5 unexpected ways language affects the way you think
Posted by Josh Taylor / January 14, 2014 antidoteforeign language

Did you know babies cry with their mother’s accent? Neat tidbit, but it has important implications. It means that babies hear and absorb language before they emerge from the womb. Here’s another neat fact: languages that lack a future tense give native speakers huge advantages. For more on those, read the full article. Here’s another neat tidbit in full:
Thinking in a Foreign Language Forces You to Make Better Decisions
Most of us don’t think entirely in words. Thoughts tend to be a flurry of notions, images, and ideas that crackle their way across our synapses. For this reason, it’s easy for our inner monologues to slip into irrational concepts, stereotypes, and MacGyver quotes (just us?). But University of Chicago researchers have found a simple antidote: If you’re not sure if bias may be coloring an important decision you have to make — say you can’t decide between paying your rent this month or buying every single engine on Train Simulator — making the most logical choice is easy. Just try thinking about it in a foreign language.In a series of studies, the researchers tested a bunch of English speakers who knew Japanese as a second language. They gave the participants an ethical puzzle: Say there was a disease that would kill 600,000 lives. Is it better to develop an antidote that would save a guaranteed 200,000 lives, or one that had a 1/3 chance of saving everybody but a 2/3 chance of doing nothing? Most people chose the first option — there’s less risk involved.
But then they were asked another question: Was it better to develop an antidote that would kill a guaranteed 400,000 people, or one that had a 2/3 chance of killing everyone but a 1/3 chance of killing nobody? In this case, most people chose the only logical option: Kill the Batman.
Wait, no — they chose to save everybody.
If you stop and really think about it, those were both the exact same question. The difference was in the way they were framed — instinctively, we’re less inclined to take risks when it comes to saving people than when it comes to killing people. Emotion and instinct get in the way of thinking about the question rationally.

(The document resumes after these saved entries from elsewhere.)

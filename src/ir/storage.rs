// Copyright 2026 Johann Kempter
//
// Licensed under the Apache License, Version 2.0 (the "License");
// you may not use this file except in compliance with the License.
// You may obtain a copy of the License at
//
//     http://www.apache.org/licenses/LICENSE-2.0
//
// Unless required by applicable law or agreed to in writing, software
// distributed under the License is distributed on an "AS IS" BASIS,
// WITHOUT WARRANTIES OR CONDITIONS OF ANY KIND, either express or implied.
// See the License for the specific language governing permissions and
// limitations under the License.
//
// SPDX-License-Identifier: Apache-2.0

//! Pre-SSA storage locations backing SSA identifiers.

use std::fmt;

use bitflags::bitflags;

bitflags! {
    /// Individual condition flags of the lifted architecture.
    ///
    /// Lifters model condition-code writes as definitions of flag *groups*; a
    /// compare that sets SF, ZF and CF clobbers any group overlapping those bits.
    #[derive(Debug, Clone, Copy, PartialEq, Eq, Hash)]
    pub struct ConditionFlags: u8 {
        /// Carry flag
        const CF = 1;
        /// Zero flag
        const ZF = 1 << 1;
        /// Sign flag
        const SF = 1 << 2;
        /// Overflow flag
        const OF = 1 << 3;
        /// Parity flag
        const PF = 1 << 4;
    }
}

/// The storage location an SSA identifier is a version of.
///
/// Liveness kills operate at this level: a definition kills an identifier when
/// the two storages [`interfere`](Storage::interferes), regardless of SSA
/// version.
#[derive(Debug, Clone, Copy, PartialEq, Eq, Hash)]
pub enum Storage {
    /// A machine register, identified by its lifter-assigned number.
    Register(u16),
    /// A stack slot at the given frame offset.
    StackSlot(i32),
    /// A group of condition flags written together.
    FlagGroup(ConditionFlags),
    /// A compiler-generated temporary with its own slot.
    Temp(u32),
}

impl Storage {
    /// Whether a write to `other` clobbers a value held in `self`.
    ///
    /// Registers, stack slots and temporaries interfere only with themselves;
    /// flag groups interfere when they share any flag.
    #[must_use]
    pub fn interferes(&self, other: &Storage) -> bool {
        match (self, other) {
            (Storage::FlagGroup(a), Storage::FlagGroup(b)) => a.intersects(*b),
            _ => self == other,
        }
    }

    /// Whether this is a compiler-generated temporary.
    #[must_use]
    pub const fn is_temp(&self) -> bool {
        matches!(self, Storage::Temp(_))
    }
}

impl fmt::Display for Storage {
    fn fmt(&self, f: &mut fmt::Formatter<'_>) -> fmt::Result {
        match self {
            Storage::Register(n) => write!(f, "r{n}"),
            Storage::StackSlot(offset) => write!(f, "fp[{offset}]"),
            Storage::FlagGroup(flags) => write!(f, "cc[{:?}]", flags.bits()),
            Storage::Temp(n) => write!(f, "tmp{n}"),
        }
    }
}

#[cfg(test)]
mod tests {
    use super::*;

    #[test]
    fn exact_storages_interfere_only_with_themselves() {
        assert!(Storage::Register(3).interferes(&Storage::Register(3)));
        assert!(!Storage::Register(3).interferes(&Storage::Register(4)));
        assert!(!Storage::Register(3).interferes(&Storage::StackSlot(-8)));
        assert!(Storage::StackSlot(-8).interferes(&Storage::StackSlot(-8)));
        assert!(!Storage::Temp(0).interferes(&Storage::Temp(1)));
    }

    #[test]
    fn flag_groups_interfere_on_overlap() {
        let szc = Storage::FlagGroup(ConditionFlags::SF | ConditionFlags::ZF | ConditionFlags::CF);
        let z = Storage::FlagGroup(ConditionFlags::ZF);
        let o = Storage::FlagGroup(ConditionFlags::OF);
        assert!(szc.interferes(&z));
        assert!(!szc.interferes(&o));
    }
}
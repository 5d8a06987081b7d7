//! Key persistence collaborator
//!
//! Long-lived key material is loaded and saved by the embedding application;
//! this core only reads keys through the trait. `MemoryKeyStore` serves tests
//! and short-lived tools.

use ebics_core::EbicsResult;
use std::collections::HashMap;
use std::sync::Mutex;

use crate::keys::{KeyPair, KeyVersion, PublicKeyInfo};

pub trait KeyStore: Send + Sync {
    /// Key pair of a subscriber (`owner` is the user id).
    fn load_key_pair(&self, owner: &str, version: KeyVersion) -> EbicsResult<Option<KeyPair>>;

    fn save_key_pair(&self, owner: &str, key: &KeyPair) -> EbicsResult<()>;

    /// Public key of a counterpart (`owner` is the host id).
    fn load_public_key(&self, owner: &str, version: KeyVersion) -> EbicsResult<Option<PublicKeyInfo>>;

    fn save_public_key(&self, owner: &str, key: &PublicKeyInfo) -> EbicsResult<()>;
}

#[derive(Debug, Default)]
pub struct MemoryKeyStore {
    pairs: Mutex<HashMap<(String, KeyVersion), KeyPair>>,
    public: Mutex<HashMap<(String, KeyVersion), PublicKeyInfo>>,
}

impl MemoryKeyStore {
    pub fn new() -> Self {
        Self::default()
    }
}

impl KeyStore for MemoryKeyStore {
    fn load_key_pair(&self, owner: &str, version: KeyVersion) -> EbicsResult<Option<KeyPair>> {
        let pairs = self.pairs.lock().unwrap_or_else(|e| e.into_inner());
        Ok(pairs.get(&(owner.to_string(), version)).cloned())
    }

    fn save_key_pair(&self, owner: &str, key: &KeyPair) -> EbicsResult<()> {
        let mut pairs = self.pairs.lock().unwrap_or_else(|e| e.into_inner());
        pairs.insert((owner.to_string(), key.version()), key.clone());
        Ok(())
    }

    fn load_public_key(&self, owner: &str, version: KeyVersion) -> EbicsResult<Option<PublicKeyInfo>> {
        let public = self.public.lock().unwrap_or_else(|e| e.into_inner());
        Ok(public.get(&(owner.to_string(), version)).cloned())
    }

    fn save_public_key(&self, owner: &str, key: &PublicKeyInfo) -> EbicsResult<()> {
        let mut public = self.public.lock().unwrap_or_else(|e| e.into_inner());
        public.insert((owner.to_string(), key.version), key.clone());
        Ok(())
    }
}

#[cfg(test)]
mod tests {
    use super::*;
    use crate::keys::tests::test_key;

    #[test]
    fn test_save_and_load_pair() {
        let store = MemoryKeyStore::new();
        let pair = test_key(KeyVersion::E002);
        store.save_key_pair("USER0001", pair).unwrap();

        let loaded = store.load_key_pair("USER0001", KeyVersion::E002).unwrap().unwrap();
        assert_eq!(loaded.public_key(), pair.public_key());
        assert!(store.load_key_pair("USER0001", KeyVersion::X002).unwrap().is_none());
        assert!(store.load_key_pair("USER0002", KeyVersion::E002).unwrap().is_none());
    }

    #[test]
    fn test_save_and_load_public_key() {
        let store = MemoryKeyStore::new();
        let info = test_key(KeyVersion::X002).public_info();
        store.save_public_key("EBIXHOST", &info).unwrap();
        assert_eq!(
            store.load_public_key("EBIXHOST", KeyVersion::X002).unwrap(),
            Some(info)
        );
    }
}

But then the researchers gave the problem a second time — in Japanese. The result? The number of people who went for the “safe option” dropped to around 40 percent. Just because this time they had to think about it in a foreign language.
What researchers think is happening here is that translating your thought process into a second language basically forces you to rely on cold, analytical cognition rather than whiny, emotional cogitation. Well, either that, or there’s some kind of code hidden in the Japanese language that nixes all emotional response. Probably not, but hey — it would explain the robots.